At the time, however, the AEC was cutting back on research into such basic safety questions as how fuel rods would perform in a loss-of-coolant accident. Milton Shaw, the head of the AEC's Division of Reactor Development and Technology, was convinced that such safety research was reaching the point of diminishing returns. An old Rickover protege, Shaw saw light-water reactors as a mature technology. The key to the safety of commercial power plants, he thought, was the same thing that had worked so well for the navy reactor program: thick books of regulations specifying every detail of the reactors, coupled with careful oversight to make sure the regulations were followed to the letter. Shaw rejected the doomsday scenarios that the ACRS had been working with as academic fantasies. The worst-case loss-of-coolant accidents, for example, envisioned a major cooling pipe breaking in two. It was a scientist's approach to safety: figure the maximum credible accident, prepare for it, and everything else will be automatically taken care of. But Shaw contended that nuclear accidents were more likely to be the result of little breakdowns that snowballed. Take care of the little things, and the big things would take care of themselves-that was Shaw's safety philosophy, and he was in charge of all the AEC's safety research.

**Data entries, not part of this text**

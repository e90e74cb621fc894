//! Time-locked and multi-party escrow lock construction, used for premium
//! transfers rather than ordinary per-block settlement.

use bitcoin::blockdata::opcodes::all::{
    OP_CHECKLOCKTIMEVERIFY, OP_CHECKMULTISIG, OP_CHECKSIG, OP_DROP, OP_ELSE, OP_ENDIF, OP_IF,
};
use bitcoin::blockdata::script::Builder;
use bitcoin::PublicKey;

use super::{ScriptArtifact, ScriptComposer};
use crate::error::ComposerError;

/// Spendable only after `deadline_unix`; before that, only `recipient_pubkey`
/// can spend by also paying `penalty_bps` (an early-withdraw path handled at
/// the transaction-construction layer, not encoded in the script itself —
/// the script only gates the two keys).
#[derive(Debug, Clone)]
pub struct TimelockParams {
    pub recipient_pubkey: PublicKey,
    pub early_withdraw_pubkey: PublicKey,
    pub deadline_unix: i64,
    pub penalty_bps: u16,
}

/// Three-party escrow: mutual completion (payer+payee), timeout refund
/// (payer+mediator), dispute resolution (m-of-n across all three).
#[derive(Debug, Clone)]
pub struct EscrowParams {
    pub payer_pubkey: PublicKey,
    pub payee_pubkey: PublicKey,
    pub mediator_pubkey: PublicKey,
    pub refund_locktime: i64,
    pub dispute_m: u8,
}

impl ScriptComposer {
    /// Spendable only after a wall-clock deadline; includes an early
    /// withdraw path gated by a separate key (the penalty itself — splitting
    /// the output value between the two claimants — is applied by the
    /// caller when it builds the spending transaction, not by this script).
    pub fn compose_timelocked_lock(&self, params: &TimelockParams) -> Result<ScriptArtifact, ComposerError> {
        if params.penalty_bps > 10_000 {
            return Err(ComposerError::InvalidAmount(format!(
                "penalty_bps {} exceeds 10000 (100%)",
                params.penalty_bps
            )));
        }
        let script = Builder::new()
            .push_opcode(OP_IF)
            .push_int(params.deadline_unix)
            .push_opcode(OP_CHECKLOCKTIMEVERIFY)
            .push_opcode(OP_DROP)
            .push_key(&params.recipient_pubkey)
            .push_opcode(OP_CHECKSIG)
            .push_opcode(OP_ELSE)
            .push_key(&params.early_withdraw_pubkey)
            .push_opcode(OP_CHECKSIG)
            .push_opcode(OP_ENDIF)
            .into_script();
        Ok(self.artifact_for_script(script, 1))
    }

    /// Multi-party lock with three unlock paths — mutual completion
    /// (payer+payee), timeout refund (payer+mediator), dispute resolution
    /// (m-of-n across payer/payee/mediator).
    pub fn compose_escrow_lock(&self, params: &EscrowParams) -> Result<ScriptArtifact, ComposerError> {
        if params.dispute_m == 0 || params.dispute_m > 3 {
            return Err(ComposerError::InvalidAmount(format!(
                "dispute_m {} must be in 1..=3",
                params.dispute_m
            )));
        }
        let script = Builder::new()
            .push_opcode(OP_IF)
            // mutual completion: payer + payee, 2-of-2
            .push_int(2)
            .push_key(&params.payer_pubkey)
            .push_key(&params.payee_pubkey)
            .push_int(2)
            .push_opcode(OP_CHECKMULTISIG)
            .push_opcode(OP_ELSE)
            .push_opcode(OP_IF)
            // timeout refund: payer + mediator, after refund_locktime
            .push_int(params.refund_locktime)
            .push_opcode(OP_CHECKLOCKTIMEVERIFY)
            .push_opcode(OP_DROP)
            .push_int(2)
            .push_key(&params.payer_pubkey)
            .push_key(&params.mediator_pubkey)
            .push_int(2)
            .push_opcode(OP_CHECKMULTISIG)
            .push_opcode(OP_ELSE)
            // dispute resolution: m-of-3 across payer/payee/mediator
            .push_int(params.dispute_m as i64)
            .push_key(&params.payer_pubkey)
            .push_key(&params.payee_pubkey)
            .push_key(&params.mediator_pubkey)
            .push_int(3)
            .push_opcode(OP_CHECKMULTISIG)
            .push_opcode(OP_ENDIF)
            .push_opcode(OP_ENDIF)
            .into_script();
        Ok(self.artifact_for_script(script, 1))
    }
}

Because Shaw believed the light-water reactor to be a mature technology, he had turned most of his attention to what he thought would be the next-generation reactor: the breeder. He pushed the AEC to turn its attention in that direction and leave the light-water reactor to the manufacturers and the utilities. And he applied much of the AEC's spending on safety to the breeder. In 1972, for example, with a hundred light-water reactors either built or on order in the United States and no commercial breeders, Shaw split his $53 million safety budget down the middle-half for light-water and half for the breeder.

Shaw's autocratic personality and attitudes toward safety quickly estranged many of the personnel working on safety at the national labs. Like the scientists on the ACRS, the engineers at the labs could see many things that might go wrong in a reactor, and they thought it important to track them down. It was in their nature to want answers, and they couldn't understand how Shaw could ignore all these potential problems with the reactors. Many came to believe that Shaw was consciously suppressing safety concerns to protect the interests of the reactor manufacturers. Eventually, this dissension would explode into a very public controversy.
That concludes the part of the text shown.